For dividend investors, Comcast is looking especially appealing with its 2.4% yield that is handsomely covered by free cash flow. Comcast also has media properties NBCUniversal, which should have mixed results in this environment, but Comcast still gets the majority of its profits from the broadband and cable division. Meanwhile, those who like stock buybacks may opt for Charter or Altice. Charter has been especially aggressive with share repurchases for the past three and a half years, and on its recent conference call with analysts Altice management said it plans to buy back $1.7 billion worth of stock this year, which amounts to over 10% of its current market cap.
The risks involved
Of course, no stock is completely without risks. While broadcasters may see an influx of viewership and delayed cord-cutting thanks to more people at home and glued to their TV sets, it remains to be seen how advertising revenue will hold up.
The beleaguered travel industry accounted for only some 8% of all ad spending in 2018, and the 2020 ad market was supposed to be great year because of the Olympics and political ad spend.

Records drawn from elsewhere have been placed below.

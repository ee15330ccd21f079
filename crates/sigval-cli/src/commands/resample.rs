use serde_json::Value;

use crate::cli::ResampleArgs;
use crate::error::CliError;
use crate::input::{parse_number, read_signals, Signal};

use super::CommandResult;

pub fn run(args: &ResampleArgs) -> Result<CommandResult, CliError> {
    let loaded = read_signals(&args.input.input)?;
    let signal = loaded.find(&args.signal)?;

    let timebase: Vec<f64> = match &args.onto {
        Some(name) => loaded.find(name)?.series().timestamps().to_vec(),
        None if !args.timestamps.is_empty() => args.timestamps.clone(),
        None => {
            return Err(CliError::Command(String::from(
                "resample needs --onto <signal> or --timestamps",
            )))
        }
    };
    let default = match &args.default {
        Some(token) => Some(
            parse_number(token)
                .ok_or_else(|| CliError::Command(format!("invalid default value '{token}'")))?,
        ),
        None => None,
    };

    let data: Value = match signal {
        Signal::Boolean { flags: series, .. } => serde_json::to_value(series.resample(&timebase, default)?)?,
        other => serde_json::to_value(other.series().resample(&timebase, default)?)?,
    };
    Ok(CommandResult::ok(data).with_warnings(loaded.warnings.clone()))
}
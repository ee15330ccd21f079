//! Unit catalog seam and the name-to-id cache used by persistence layers.

use std::collections::HashMap;
use std::fmt::{Display, Formatter};
use std::sync::{Arc, PoisonError, RwLock};

use serde::{Deserialize, Serialize};
use thiserror::Error;

use crate::domain::unit::KNOWN_UNITS;

/// Persisted unit definition.
#[derive(Debug, Clone, PartialEq, Eq, Serialize, Deserialize)]
pub struct UnitRecord {
    pub id: i64,
    pub name: String,
    pub label: String,
    pub kind: Option<String>,
}

/// Lookup key for a catalog unit.
#[derive(Debug, Clone, PartialEq, Eq)]
pub enum UnitKey {
    Name(String),
    Id(i64),
}

impl Display for UnitKey {
    fn fmt(&self, f: &mut Formatter<'_>) -> std::fmt::Result {
        match self {
            Self::Name(name) => f.write_str(name),
            Self::Id(id) => write!(f, "#{id}"),
        }
    }
}

/// Failure of the backing catalog store (not a lookup miss).
#[derive(Debug, Error, Clone, PartialEq, Eq)]
#[error("unit catalog unavailable: {0}")]
pub struct CatalogError(pub String);

/// A source of persisted unit definitions.
pub trait UnitCatalog {
    fn unit_by_name(&self, name: &str) -> Result<Option<UnitRecord>, CatalogError>;

    fn unit_by_id(&self, id: i64) -> Result<Option<UnitRecord>, CatalogError>;

    /// Registers a unit and returns its id. An existing unit with the same
    /// name keeps its id.
    fn register(
        &self,
        name: &str,
        label: &str,
        kind: Option<&str>,
    ) -> Result<i64, CatalogError>;
}

#[derive(Debug, Default)]
struct CatalogInner {
    records: Vec<UnitRecord>,
}

/// In-memory catalog seeded with the known atomic units.
#[derive(Debug, Clone, Default)]
pub struct InMemoryUnitCatalog {
    inner: Arc<RwLock<CatalogInner>>,
}

impl InMemoryUnitCatalog {
    pub fn new() -> Self {
        Self::default()
    }

    pub fn with_known_units() -> Self {
        let records = KNOWN_UNITS
            .iter()
            .zip(1_i64..)
            .map(|((name, label), id)| UnitRecord {
                id,
                name: (*name).to_owned(),
                label: (*label).to_owned(),
                kind: None,
            })
            .collect();

        Self {
            inner: Arc::new(RwLock::new(CatalogInner { records })),
        }
    }

    pub fn len(&self) -> usize {
        self.inner
            .read()
            .unwrap_or_else(PoisonError::into_inner)
            .records
            .len()
    }

    pub fn is_empty(&self) -> bool {
        self.len() == 0
    }
}

impl UnitCatalog for InMemoryUnitCatalog {
    fn unit_by_name(&self, name: &str) -> Result<Option<UnitRecord>, CatalogError> {
        let inner = self.inner.read().unwrap_or_else(PoisonError::into_inner);
        Ok(inner
            .records
            .iter()
            .find(|record| record.name.eq_ignore_ascii_case(name))
            .cloned())
    }

    fn unit_by_id(&self, id: i64) -> Result<Option<UnitRecord>, CatalogError> {
        let inner = self.inner.read().unwrap_or_else(PoisonError::into_inner);
        Ok(inner.records.iter().find(|record| record.id == id).cloned())
    }

    fn register(
        &self,
        name: &str,
        label: &str,
        kind: Option<&str>,
    ) -> Result<i64, CatalogError> {
        let mut inner = self.inner.write().unwrap_or_else(PoisonError::into_inner);
        if let Some(existing) = inner
            .records
            .iter()
            .find(|record| record.name.eq_ignore_ascii_case(name))
        {
            return Ok(existing.id);
        }

        let id = inner.records.iter().map(|record| record.id).max().unwrap_or(0) + 1;
        inner.records.push(UnitRecord {
            id,
            name: name.to_owned(),
            label: label.to_owned(),
            kind: kind.map(str::to_owned),
        });
        Ok(id)
    }
}

/// Case-insensitive unit name to id cache.
///
/// Read-mostly and populated once per key: concurrent readers share the read
/// lock, and the first writer for a key wins.
#[derive(Debug, Clone, Default)]
pub struct UnitIdCache {
    inner: Arc<RwLock<HashMap<String, i64>>>,
}

impl UnitIdCache {
    pub fn new() -> Self {
        Self::default()
    }

    pub fn get(&self, name: &str) -> Option<i64> {
        let map = self.inner.read().unwrap_or_else(PoisonError::into_inner);
        map.get(&name.to_lowercase()).copied()
    }

    /// Returns the cached id, or resolves it once with `resolve` and caches
    /// the result. Misses are not cached.
    pub fn get_or_resolve<E>(
        &self,
        name: &str,
        resolve: impl FnOnce(&str) -> Result<Option<i64>, E>,
    ) -> Result<Option<i64>, E> {
        if let Some(id) = self.get(name) {
            return Ok(Some(id));
        }

        let Some(id) = resolve(name)? else {
            return Ok(None);
        };

        let mut map = self.inner.write().unwrap_or_else(PoisonError::into_inner);
        Ok(Some(*map.entry(name.to_lowercase()).or_insert(id)))
    }

    pub fn len(&self) -> usize {
        self.inner.read().unwrap_or_else(PoisonError::into_inner).len()
    }

    pub fn is_empty(&self) -> bool {
        self.len() == 0
    }

    pub fn clear(&self) {
        self.inner
            .write()
            .unwrap_or_else(PoisonError::into_inner)
            .clear();
    }
}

However, should coronavirus lead to a broader recession, all sectors would be affected, which could curtail ad spend this year.
All stocks remain risky right now. However, the stay-at-home economy should allow for increased viewership for certain cable and media stocks to make it through to the other side of the crisis. Many of these potential winners have been hit hard by recent events, but they could also be good names to put on your shopping list once the dust settles.